PEKIN FIRSATA ÇEVIRDI

Covid-19 salgını dünyayı kasıp kavururken Washington-Pekin arasında ilişkiler gerilmeyi sürdürüyor. Pekin, ülkesinden çıkan salgın felaketini politik ve ekonomik çıkarları için kullanmayı da ihmal etmedi. En zor günlerinde Avrupa ülkeleri tarafından yalnız bırakılan İtalya da dahil olmak üzere 15 Avrupa ülkesine Covid-19 destekleri ve tıbbi ekipman sağladı. Latin Amerika, Ortadoğu ve Asya’da çeşitli ülkelere 400 milyon aşı satışı gerçekleştirdi; Türkiye, Suriye, Lübnan gibi ülkelere tıbbi ekipman desteği sağladı; Çinli bir şirket tarafından geliştirilen Covid-19 aşısının üçüncü faz deneylerini Türkiye’de gerçekleştirdi.

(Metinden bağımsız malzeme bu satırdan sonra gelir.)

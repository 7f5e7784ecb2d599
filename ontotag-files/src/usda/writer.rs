use std::fmt::Write as _;
use std::fs;
use std::path::Path;

use crate::usda::types::{Layer, PrimSpec, Reference, Specifier, Value};
use crate::ParserError;

const INDENT: &str = "    ";

pub struct UsdaWriter {}

impl UsdaWriter {
    /// Serializes a layer back to its text form.
    pub fn write_layer(layer: &Layer) -> String {
        let mut out = String::from("#usda 1.0\n");

        if layer.default_prim.is_some() || !layer.sub_layer_paths.is_empty() {
            out.push_str("(\n");
            if let Some(default_prim) = &layer.default_prim {
                let _ = writeln!(out, "{}defaultPrim = {}", INDENT, quote(default_prim));
            }
            if !layer.sub_layer_paths.is_empty() {
                let _ = writeln!(out, "{}subLayers = [", INDENT);
                for sub_layer in &layer.sub_layer_paths {
                    let _ = writeln!(out, "{}{}@{}@", INDENT, INDENT, sub_layer);
                }
                let _ = writeln!(out, "{}]", INDENT);
            }
            out.push_str(")\n");
        }

        for prim in &layer.roots {
            out.push('\n');
            Self::write_prim(&mut out, prim, 0);
        }

        out
    }

    /// Writes the layer to a sibling temporary file and renames it over the
    /// destination, so the destination is only ever the previous version or
    /// the fully written new one.
    pub fn save_atomic(layer: &Layer, path: &Path) -> Result<(), ParserError> {
        let text = Self::write_layer(layer);

        let mut tmp_name = path.file_name().unwrap_or_default().to_os_string();
        tmp_name.push(".tmp");
        let tmp_path = path.with_file_name(tmp_name);

        fs::write(&tmp_path, text)?;
        fs::rename(&tmp_path, path)?;
        Ok(())
    }

    fn write_prim(out: &mut String, prim: &PrimSpec, depth: usize) {
        let pad = INDENT.repeat(depth);

        let specifier = match prim.specifier {
            Specifier::Def => "def",
            Specifier::Class => "class",
            Specifier::Over => "over",
        };
        match &prim.type_name {
            Some(type_name) => {
                let _ = write!(out, "{}{} {} {}", pad, specifier, type_name, quote(&prim.name));
            }
            None => {
                let _ = write!(out, "{}{} {}", pad, specifier, quote(&prim.name));
            }
        }

        if !prim.api_schemas.is_empty() || !prim.references.is_empty() {
            out.push_str(" (\n");
            if !prim.api_schemas.is_empty() {
                let schemas = prim
                    .api_schemas
                    .iter()
                    .map(|schema| quote(schema))
                    .collect::<Vec<_>>()
                    .join(", ");
                let _ = writeln!(out, "{}{}prepend apiSchemas = [{}]", pad, INDENT, schemas);
            }
            match prim.references.len() {
                0 => {}
                1 => {
                    let _ = writeln!(
                        out,
                        "{}{}prepend references = {}",
                        pad,
                        INDENT,
                        format_reference(&prim.references[0])
                    );
                }
                _ => {
                    let _ = writeln!(out, "{}{}prepend references = [", pad, INDENT);
                    for reference in &prim.references {
                        let _ = writeln!(out, "{}{}{}{},", pad, INDENT, INDENT, format_reference(reference));
                    }
                    let _ = writeln!(out, "{}{}]", pad, INDENT);
                }
            }
            let _ = write!(out, "{})", pad);
        }

        let _ = writeln!(out, "\n{}{{", pad);

        let body_pad = INDENT.repeat(depth + 1);
        for (name, attribute) in &prim.attributes {
            let custom = if attribute.custom { "custom " } else { "" };
            match &attribute.value {
                Some(value) => {
                    let _ = writeln!(
                        out,
                        "{}{}{} {} = {}",
                        body_pad,
                        custom,
                        attribute.type_name,
                        name,
                        format_value(value)
                    );
                }
                None => {
                    let _ = writeln!(out, "{}{}{} {}", body_pad, custom, attribute.type_name, name);
                }
            }
        }

        for (name, targets) in &prim.relationships {
            let list = targets
                .iter()
                .map(|target| format!("<{}>", target))
                .collect::<Vec<_>>()
                .join(", ");
            let _ = writeln!(out, "{}prepend rel {} = [{}]", body_pad, name, list);
        }

        for child in &prim.children {
            out.push('\n');
            Self::write_prim(out, child, depth + 1);
        }

        let _ = writeln!(out, "{}}}", pad);
    }
}

fn format_reference(reference: &Reference) -> String {
    match &reference.prim_path {
        Some(prim_path) => format!("@{}@<{}>", reference.asset_path, prim_path),
        None => format!("@{}@", reference.asset_path),
    }
}

fn format_value(value: &Value) -> String {
    match value {
        Value::Bool(true) => "true".to_string(),
        Value::Bool(false) => "false".to_string(),
        Value::Int(number) => number.to_string(),
        Value::Float(number) => {
            if number.fract() == 0.0 && number.is_finite() {
                format!("{:.1}", number)
            } else {
                number.to_string()
            }
        }
        Value::Str(text) => quote(text),
        Value::Token(word) => word.clone(),
        Value::Asset(path) => format!("@{}@", path),
        Value::Tuple(elements) => {
            let inner = elements.iter().map(format_value).collect::<Vec<_>>().join(", ");
            format!("({})", inner)
        }
        Value::List(elements) => {
            let inner = elements.iter().map(format_value).collect::<Vec<_>>().join(", ");
            format!("[{}]", inner)
        }
    }
}

fn quote(text: &str) -> String {
    format!("\"{}\"", text.replace('\\', "\\\\").replace('"', "\\\""))
}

İmparatorluklar ya da imparator olmak isteyenler genelde faaliyetlerini ‘hayırsever’ ya da ‘evrensel’ temalarla süsleme eğiliminde olurlar ve Çin de bu anlamda istisna değil. Devlet Başkanı Şi Cinping Bir Kuşak, Bir Yol projesini ‘dünya barışını ve refahını güçlendirecek’ bir proje olarak sunmayı tercih ediyor. Çin imparatorluğunun kıtaları birleştiren İpek Yolu’nun “2000 yıldan uzun bir süre boyunca milletler arasında dostluğu geliştirdiğini, medeniyetin ilerleyişinde önemli bir dönemi temsil ettiğini” söylüyor. Aslına bakarsanız Bir Kuşak, Bir Yol projesi, Çin’in küresel ekonomik üstünlük ve siyasi etki elde etme hayallerinin en önemli bileşeni.